Given my staggering working mother’s to-do list, I cannot take on yet another arduous home- and self-improvement project, that of rekindling our romance. Sobered by this failure as a mother—which is to say, my failure as a wife—I’ve since begun a journey of reading, thinking, and listening to what’s going on in other 21st-century American families. And along the way, I’ve begun to wonder, what with all the abject and swallowed misery: Why do we still insist on marriage? Sure, it made sense to agrarian families before 1900, when to farm the land, one needed two spouses, grandparents, and a raft of children. But now that we have white-collar work and washing machines, and our life expectancy has shot from 47 to 77, isn’t the idea of lifelong marriage obsolete?
Tsing Loh, who wrote two years ago that women prefer food to sex, also shares the details of her friends’ sexless marriages. The hubbies cook, remodel the kitchen and chauffeur the kids but prefer internet porn or cooking magazines to sex with their wives. The wives are inspired by Tsing Loh’s divorce to consider dumping their “male kitchen bitches.”

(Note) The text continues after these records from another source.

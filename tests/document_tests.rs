use std::fs;

use screen_rotation::document::{ScreenSpec, load_schedule_document, normalize};
use screen_rotation::{ScheduleError, ScreenCatalog, load_scheduler};
use tempfile::tempdir;

#[test]
fn json_documents_keep_key_order() {
    let dir = tempdir().unwrap();
    let path = dir.path().join("screens_config.json");
    fs::write(
        &path,
        r#"{
  "screens": {
    "travel": 2,
    "date": {"frequency": 1, "alt": {"screen": ["inside", "bears stand1"], "frequency": 3}},
    "NFL Scoreboard": "4"
  }
}
"#,
    )
    .unwrap();

    let scheduler = load_scheduler(&path, &ScreenCatalog::builtin()).unwrap();
    let order: Vec<&str> = scheduler.entries().iter().map(|e| e.screen_id()).collect();
    assert_eq!(order, ["travel", "date", "NFL Scoreboard"]);
    let alt = scheduler.entries()[1].alternate().expect("alternate attached");
    assert_eq!(alt.screen_ids(), ["inside", "bears stand1"]);
    assert_eq!(alt.frequency().get(), 3);
}

#[test]
fn yaml_documents_with_groups_load() {
    let dir = tempdir().unwrap();
    let path = dir.path().join("screens.yaml");
    fs::write(
        &path,
        r#"
groups:
  - name: Morning
    screens:
      date: 1
      weather1: 2
  - name: Sports
    screens:
      cubs live:
        frequency: 3
        alt:
          screen: cubs next
          frequency: 2
"#,
    )
    .unwrap();

    let document = load_schedule_document(&path).unwrap();
    let slots = normalize(&document);
    let groups: Vec<Option<&str>> = slots.iter().map(|s| s.group.as_deref()).collect();
    assert_eq!(groups, [Some("Morning"), Some("Morning"), Some("Sports")]);
    assert!(matches!(slots[2].spec, ScreenSpec::Detailed { alt: Some(_), .. }));

    let scheduler = load_scheduler(&path, &ScreenCatalog::builtin()).unwrap();
    assert_eq!(scheduler.node_count(), 3);
    assert!(scheduler.requested_ids().contains("cubs next"));
}

#[test]
fn missing_file_reports_io_error() {
    let dir = tempdir().unwrap();
    let err = load_scheduler(dir.path().join("absent.json"), &ScreenCatalog::builtin())
        .unwrap_err();
    assert!(matches!(err, ScheduleError::Io(_)));
}

#[test]
fn broken_json_reports_parse_error() {
    let dir = tempdir().unwrap();
    let path = dir.path().join("broken.json");
    fs::write(&path, r#"{"screens": {"date": 1,}"#).unwrap();
    let err = load_scheduler(&path, &ScreenCatalog::builtin()).unwrap_err();
    assert!(matches!(err, ScheduleError::Json(_)));
}

#[test]
fn custom_catalog_controls_validation() {
    let dir = tempdir().unwrap();
    let path = dir.path().join("screens.yml");
    fs::write(&path, "screens:\n  kitchen timer: 1\n").unwrap();

    let err = load_scheduler(&path, &ScreenCatalog::builtin()).unwrap_err();
    assert!(matches!(err, ScheduleError::UnknownScreen(_)));

    let catalog = ScreenCatalog::builtin().with_extra(["kitchen timer"]);
    let scheduler = load_scheduler(&path, &catalog).unwrap();
    assert_eq!(scheduler.node_count(), 1);
}
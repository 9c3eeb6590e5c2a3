use std::collections::BTreeSet;
use std::num::NonZeroU32;

use tracing::{debug, trace};

use crate::registry::{ScreenDefinition, ScreenRegistry};

/// Secondary rotation that periodically stands in for an entry's own screen.
#[derive(Debug, Clone, PartialEq, Eq)]
pub struct AlternateSchedule {
    screen_ids: Vec<String>,
    frequency: NonZeroU32,
    current_index: usize,
}

impl AlternateSchedule {
    /// Returns `None` when `screen_ids` is empty.
    pub fn new(screen_ids: Vec<String>, frequency: NonZeroU32) -> Option<Self> {
        if screen_ids.is_empty() {
            return None;
        }
        Some(Self {
            screen_ids,
            frequency,
            current_index: 0,
        })
    }

    pub fn screen_ids(&self) -> &[String] {
        &self.screen_ids
    }

    pub fn frequency(&self) -> NonZeroU32 {
        self.frequency
    }

    pub fn current_index(&self) -> usize {
        self.current_index
    }

    fn is_due(&self, play_count: u64) -> bool {
        play_count % u64::from(self.frequency.get()) == 0
    }

    /// Hands out the id under the cursor and moves the cursor on.
    fn advance(&mut self) -> &str {
        let index = self.current_index;
        self.current_index = (index + 1) % self.screen_ids.len();
        &self.screen_ids[index]
    }
}

/// One enabled playlist slot.
#[derive(Debug, Clone, PartialEq, Eq)]
pub struct ScheduleEntry {
    screen_id: String,
    frequency: NonZeroU32,
    cooldown: u32,
    play_count: u64,
    alternate: Option<AlternateSchedule>,
}

impl ScheduleEntry {
    pub fn new(screen_id: impl Into<String>, frequency: NonZeroU32) -> Self {
        Self {
            screen_id: screen_id.into(),
            frequency,
            cooldown: 0,
            play_count: 0,
            alternate: None,
        }
    }

    pub fn with_alternate(mut self, alternate: AlternateSchedule) -> Self {
        self.alternate = Some(alternate);
        self
    }

    pub fn screen_id(&self) -> &str {
        &self.screen_id
    }

    pub fn frequency(&self) -> NonZeroU32 {
        self.frequency
    }

    pub fn cooldown(&self) -> u32 {
        self.cooldown
    }

    pub fn play_count(&self) -> u64 {
        self.play_count
    }

    pub fn alternate(&self) -> Option<&AlternateSchedule> {
        self.alternate.as_ref()
    }

    /// Evaluates this entry as a candidate. On success the play is committed and the
    /// cooldown re-armed; on failure only the alternate cursor may have moved.
    fn try_fire<'r, R, G>(&mut self, registry: &'r G) -> Option<&'r ScreenDefinition<R>>
    where
        G: ScreenRegistry<R> + ?Sized,
    {
        let next_play_count = self.play_count + 1;

        let mut selected = None;
        if let Some(alternate) = self.alternate.as_mut() {
            if alternate.is_due(next_play_count) {
                let alternate_id = alternate.advance();
                selected = registry.available(alternate_id);
                if selected.is_none() {
                    trace!(
                        screen = %self.screen_id,
                        alternate = %alternate_id,
                        "alternate unavailable; falling back to own screen"
                    );
                }
            }
        }

        let definition = selected.or_else(|| registry.available(&self.screen_id))?;
        self.play_count = next_play_count;
        self.cooldown = self.frequency.get();
        Some(definition)
    }

    fn reset(&mut self) {
        self.cooldown = 0;
        self.play_count = 0;
        if let Some(alternate) = self.alternate.as_mut() {
            alternate.current_index = 0;
        }
    }
}

/// Frequency-driven rotation over a fixed list of entries.
///
/// Rules:
/// - Each poll scans at most `entries.len()` slots, starting at the persisted cursor.
/// - A visited entry in cooldown ticks down once; it becomes a candidate when it hits zero.
/// - A candidate fires if its due alternate or its own screen is available, re-arming its
///   cooldown to its frequency.
/// - Unavailable candidates are passed over without counting a play.
#[derive(Debug, Clone)]
pub struct ScreenScheduler {
    entries: Vec<ScheduleEntry>,
    cursor: usize,
    requested: BTreeSet<String>,
}

impl ScreenScheduler {
    pub fn new(entries: Vec<ScheduleEntry>) -> Self {
        let mut requested = BTreeSet::new();
        for entry in &entries {
            requested.insert(entry.screen_id.clone());
            if let Some(alternate) = &entry.alternate {
                requested.extend(alternate.screen_ids.iter().cloned());
            }
        }
        Self {
            entries,
            cursor: 0,
            requested,
        }
    }

    pub fn node_count(&self) -> usize {
        self.entries.len()
    }

    /// Every id this schedule could ever hand out, alternates included.
    pub fn requested_ids(&self) -> &BTreeSet<String> {
        &self.requested
    }

    pub fn entries(&self) -> &[ScheduleEntry] {
        &self.entries
    }

    pub fn cursor(&self) -> usize {
        self.cursor
    }

    /// Picks the next screen to present, or `None` when nothing is currently available.
    pub fn poll<'r, R, G>(&mut self, registry: &'r G) -> Option<&'r ScreenDefinition<R>>
    where
        G: ScreenRegistry<R> + ?Sized,
    {
        let len = self.entries.len();
        if len == 0 {
            return None;
        }

        for _ in 0..len {
            let index = self.cursor;
            self.cursor = (index + 1) % len;
            let entry = &mut self.entries[index];

            if entry.cooldown > 0 {
                entry.cooldown -= 1;
                if entry.cooldown > 0 {
                    continue;
                }
            }

            if let Some(definition) = entry.try_fire(registry) {
                return Some(definition);
            }
        }

        None
    }

    /// Polls like [`poll`](Self::poll) but keeps going while the result is in `avoided`,
    /// giving up after `node_count` attempts and returning the last pick.
    pub fn poll_skipping<'r, R, G>(
        &mut self,
        registry: &'r G,
        avoided: &BTreeSet<String>,
    ) -> Option<&'r ScreenDefinition<R>>
    where
        G: ScreenRegistry<R> + ?Sized,
    {
        let mut selected = self.poll(registry)?;
        let mut attempts = self.entries.len();
        while avoided.contains(&selected.id) && attempts > 1 {
            debug!(screen = %selected.id, "manual skip dropping screen from queue");
            selected = self.poll(registry)?;
            attempts -= 1;
        }
        if avoided.contains(&selected.id) {
            debug!(screen = %selected.id, "manual skip found no alternative");
        }
        Some(selected)
    }

    /// Restores every runtime counter to its freshly built value.
    pub fn reset(&mut self) {
        self.cursor = 0;
        for entry in &mut self.entries {
            entry.reset();
        }
    }
}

The kids will do almost as well raised by a single parent as in a two-parent family, Tsing Loh argues, as long as there’s “domestic stability,” i.e., no new boyfriends and girlfriends moving in and out. Divorce is OK if you stay single?
Laura at 11D says Loh lacks credibility on the subject of marriage.
She breaks up her marriage and then writes a magazine article about why people weren’t really meant to be married. Hello! Credibility problems here!
Loh explains that she had an affair, which ended their marriage. However, people weren’t really meant to be married for so long. Her kids wouldn’t really miss having both parents at home anyway. . . . Her husband and her friends’ husbands weren’t so great in the sack. And the husbands are kind of girlie in the way they help out around the house. Why should a marriage be work? She fishes around for any explanation that will save her.
Those of us who enjoy being married never seem to get space in The Atlantic. Perhaps it’s because we don’t wish to share the details with a national audience. Too little information.
Once a performance artist, Tsing Loh has no such scruples. Nonetheless, in a few years, her children will be able to read about her boredom with their father in The Atlantic archives. However disguised, her friends will guess the identities of the pathetic Rachel and Ian and Ellen and Ron. Who may now be her ex-friends.